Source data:
====================
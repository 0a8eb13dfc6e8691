//! Plain-text rendering of page snapshots
//!
//! Pure functions of already-fetched data; no I/O and no fallible paths.

use crate::pages::{FinancePage, OperationsPage, OverviewPage, ProductUsagePage, UsersPage};

pub fn loading() -> String {
    "Loading...".to_string()
}

/// The error panel shown when a page batch fails
pub fn error_panel(message: &str) -> String {
    format!("Failed to load dashboard data\n  {message}")
}

pub fn overview(page: &OverviewPage) -> String {
    let mut out = String::new();
    out.push_str("== Overview ==\n");
    out.push_str(&format!(
        "DAU {}  WAU {}  MAU {}  (DAU/WAU {})\n",
        page.metrics.dau, page.metrics.wau, page.metrics.mau, page.metrics.dau_wau_ratio
    ));
    out.push_str(&format!(
        "Retention d1 {:.1}%  d7 {:.1}%  d30 {:.1}%\n",
        page.metrics.retention.d1 * 100.0,
        page.metrics.retention.d7 * 100.0,
        page.metrics.retention.d30 * 100.0
    ));
    out.push_str(&format!(
        "TTFV {:.1} min  Power users {}  Churn {:.1}%  Activation {:.1}%\n",
        page.metrics.ttfv,
        page.metrics.power_users,
        page.metrics.churn_rate,
        page.metrics.activation_rate
    ));
    out.push_str("\nOnboarding funnel:\n");
    for step in &page.funnel {
        out.push_str(&format!(
            "  {:<24} {:>8}  (drop-off {:.1}%)\n",
            step.name, step.value, step.drop_off
        ));
    }
    out.push_str(&format!(
        "\nJobs (24h): {}/{} failed, success rate {:.2}%\n",
        page.health.failed_jobs_24h, page.health.total_jobs_24h, page.health.success_rate
    ));
    out
}

pub fn users(page: &UsersPage) -> String {
    let mut out = String::new();
    out.push_str(&format!(
        "== Users ==  (segment: {}, status: {})\n",
        page.filters.segment.as_str(),
        page.filters.status.as_str()
    ));
    for user in &page.users {
        out.push_str(&format!(
            "  {:<20} {:<28} signed up {}  onboarding {:<12} health {:.0}\n",
            user.name,
            user.email,
            user.signup_date.format("%Y-%m-%d"),
            user.onboarding_status,
            user.health_score
        ));
    }
    out.push_str(&format!("{} users\n", page.users.len()));
    out
}

pub fn finance(page: &FinancePage) -> String {
    let mut out = String::new();
    out.push_str("== Finance ==\n");
    out.push_str(&format!("MRR ${:.2}\n", page.mrr.mrr));
    out.push_str(&format!(
        "Subscriptions: {} active, {} new, {} churned ({:.1}% churn)\n",
        page.subscriptions.active_subscriptions,
        page.subscriptions.new_this_month,
        page.subscriptions.churned_this_month,
        page.subscriptions.churn_rate
    ));
    out.push_str(&format!(
        "Revenue (30d): ${:.2}, {} ok / {} failed ({:.1}% failure)\n",
        page.revenue.total_revenue,
        page.revenue.successful_payments,
        page.revenue.failed_payments,
        page.revenue.failure_rate
    ));
    let runway = match page.runway.runway_months {
        Some(months) => format!("{months:.1} months"),
        None => "n/a".to_string(),
    };
    out.push_str(&format!(
        "Balance ${:.2}, burn ${:.2}/mo, runway {}\n",
        page.runway.total_balance, page.runway.monthly_burn, runway
    ));
    out.push_str(&format!(
        "Last month cash flow: in ${:.2}, out ${:.2}, net ${:.2}\n",
        page.summary.last_month_cash_flow.inflows,
        page.summary.last_month_cash_flow.outflows,
        page.summary.last_month_cash_flow.net_cash_flow
    ));
    out
}

pub fn operations(page: &OperationsPage) -> String {
    let mut out = String::new();
    out.push_str("== Operations ==\n");
    out.push_str(&format!(
        "APM: {:.0} ms avg, {:.2}% errors, {:.0} rpm, apdex {:.2}\n",
        page.apm.avg_response_time, page.apm.error_rate, page.apm.throughput, page.apm.apdex_score
    ));
    out.push_str(&format!(
        "Errors: {} total ({:.2}%), {} distinct top errors\n",
        page.errors.total_errors,
        page.errors.error_rate,
        page.errors.top_errors.len()
    ));
    out.push_str(&format!(
        "Database: {:.1} ms avg, {} slow of {} queries\n",
        page.database.avg_query_time, page.database.slow_queries, page.database.total_queries
    ));
    out.push_str(&format!(
        "External: {:.0} ms avg, {} slow of {} calls\n",
        page.external.avg_external_time, page.external.slow_calls, page.external.total_calls
    ));
    out
}

pub fn product_usage(page: &ProductUsagePage) -> String {
    let mut out = String::new();
    out.push_str("== Product usage ==\n");
    for feature in &page.features {
        out.push_str(&format!(
            "  {:<24} {:>6} users  {:>5.1}% adoption  {:>8} usages ({:.1}/user)\n",
            feature.feature_name,
            feature.unique_users,
            feature.adoption_rate,
            feature.total_usages,
            feature.avg_usages_per_user
        ));
    }
    if !page.timeline.is_empty() {
        out.push_str("\nTimeline (last 30 days):\n");
        for day in &page.timeline {
            out.push_str(&format!(
                "  {}  {:<24} {:>6} users {:>8} usages\n",
                day.date, day.feature_name, day.users, day.usages
            ));
        }
    }
    out
}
====================
**ASSIGNMENT**
When you repeat the data, keep each line exactly as given.

**SOLVED EXERCISE**
repository 0a8eb13dfc6e8691
//! Plain-text rendering of page snapshots
//!
//! Pure functions of already-fetched data; no I/O and no fallible paths.

use crate::pages::{FinancePage, OperationsPage, OverviewPage, ProductUsagePage, UsersPage};

pub fn loading() -> String {
    "Loading...".to_string()
}

/// The error panel shown when a page batch fails
pub fn error_panel(message: &str) -> String {
    format!("Failed to load dashboard data\n  {message}")
}

pub fn overview(page: &OverviewPage) -> String {
    let mut out = String::new();
    out.push_str("== Overview ==\n");
    out.push_str(&format!(
        "DAU {}  WAU {}  MAU {}  (DAU/WAU {})\n",
        page.metrics.dau, page.metrics.wau, page.metrics.mau, page.metrics.dau_wau_ratio
    ));
    out.push_str(&format!(
        "Retention d1 {:.1}%  d7 {:.1}%  d30 {:.1}%\n",
        page.metrics.retention.d1 * 100.0,
        page.metrics.retention.d7 * 100.0,
        page.metrics.retention.d30 * 100.0
    ));
    out.push_str(&format!(
        "TTFV {:.1} min  Power users {}  Churn {:.1}%  Activation {:.1}%\n",
        page.metrics.ttfv,
        page.metrics.power_users,
        page.metrics.churn_rate,
        page.metrics.activation_rate
    ));
    out.push_str("\nOnboarding funnel:\n");
    for step in &page.funnel {
        out.push_str(&format!(
            "  {:<24} {:>8}  (drop-off {:.1}%)\n",
            step.name, step.value, step.drop_off
        ));
    }
    out.push_str(&format!(
        "\nJobs (24h): {}/{} failed, success rate {:.2}%\n",
        page.health.failed_jobs_24h, page.health.total_jobs_24h, page.health.success_rate
    ));
    out
}

pub fn users(page: &UsersPage) -> String {
    let mut out = String::new();
    out.push_str(&format!(
        "== Users ==  (segment: {}, status: {})\n",
        page.filters.segment.as_str(),
        page.filters.status.as_str()
    ));
    for user in &page.users {
        out.push_str(&format!(
            "  {:<20} {:<28} signed up {}  onboarding {:<12} health {:.0}\n",
            user.name,
            user.email,
            user.signup_date.format("%Y-%m-%d"),
            user.onboarding_status,
            user.health_score
        ));
    }
    out.push_str(&format!("{} users\n", page.users.len()));
    out
}

pub fn finance(page: &FinancePage) -> String {
    let mut out = String::new();
    out.push_str("== Finance ==\n");
    out.push_str(&format!("MRR ${:.2}\n", page.mrr.mrr));
    out.push_str(&format!(
        "Subscriptions: {} active, {} new, {} churned ({:.1}% churn)\n",
        page.subscriptions.active_subscriptions,
        page.subscriptions.new_this_month,
        page.subscriptions.churned_this_month,
        page.subscriptions.churn_rate
    ));
    out.push_str(&format!(
        "Revenue (30d): ${:.2}, {} ok / {} failed ({:.1}% failure)\n",
        page.revenue.total_revenue,
        page.revenue.successful_payments,
        page.revenue.failed_payments,
        page.revenue.failure_rate
    ));
    let runway = match page.runway.runway_months {
        Some(months) => format!("{months:.1} months"),
        None => "n/a".to_string(),
    };
    out.push_str(&format!(
        "Balance ${:.2}, burn ${:.2}/mo, runway {}\n",
        page.runway.total_balance, page.runway.monthly_burn, runway
    ));
    out.push_str(&format!(
        "Last month cash flow: in ${:.2}, out ${:.2}, net ${:.2}\n",
        page.summary.last_month_cash_flow.inflows,
        page.summary.last_month_cash_flow.outflows,
        page.summary.last_month_cash_flow.net_cash_flow
    ));
    out
}

pub fn operations(page: &OperationsPage) -> String {
    let mut out = String::new();
    out.push_str("== Operations ==\n");
    out.push_str(&format!(
        "APM: {:.0} ms avg, {:.2}% errors, {:.0} rpm, apdex {:.2}\n",
        page.apm.avg_response_time, page.apm.error_rate, page.apm.throughput, page.apm.apdex_score
    ));
    out.push_str(&format!(
        "Errors: {} total ({:.2}%), {} distinct top errors\n",
        page.errors.total_errors,
        page.errors.error_rate,
        page.errors.top_errors.len()
    ));
    out.push_str(&format!(
        "Database: {:.1} ms avg, {} slow of {} queries\n",
        page.database.avg_query_time, page.database.slow_queries, page.database.total_queries
    ));
    out.push_str(&format!(
        "External: {:.0} ms avg, {} slow of {} calls\n",
        page.external.avg_external_time, page.external.slow_calls, page.external.total_calls
    ));
    out
}

pub fn product_usage(page: &ProductUsagePage) -> String {
    let mut out = String::new();
    out.push_str("== Product usage ==\n");
    for feature in &page.features {
        out.push_str(&format!(
            "  {:<24} {:>6} users  {:>5.1}% adoption  {:>8} usages ({:.1}/user)\n",
            feature.feature_name,
            feature.unique_users,
            feature.adoption_rate,
            feature.total_usages,
            feature.avg_usages_per_user
        ));
    }
    if !page.timeline.is_empty() {
        out.push_str("\nTimeline (last 30 days):\n");
        for day in &page.timeline {
            out.push_str(&format!(
                "  {}  {:<24} {:>6} users {:>8} usages\n",
                day.date, day.feature_name, day.users, day.usages
            ));
        }
    }
    out
}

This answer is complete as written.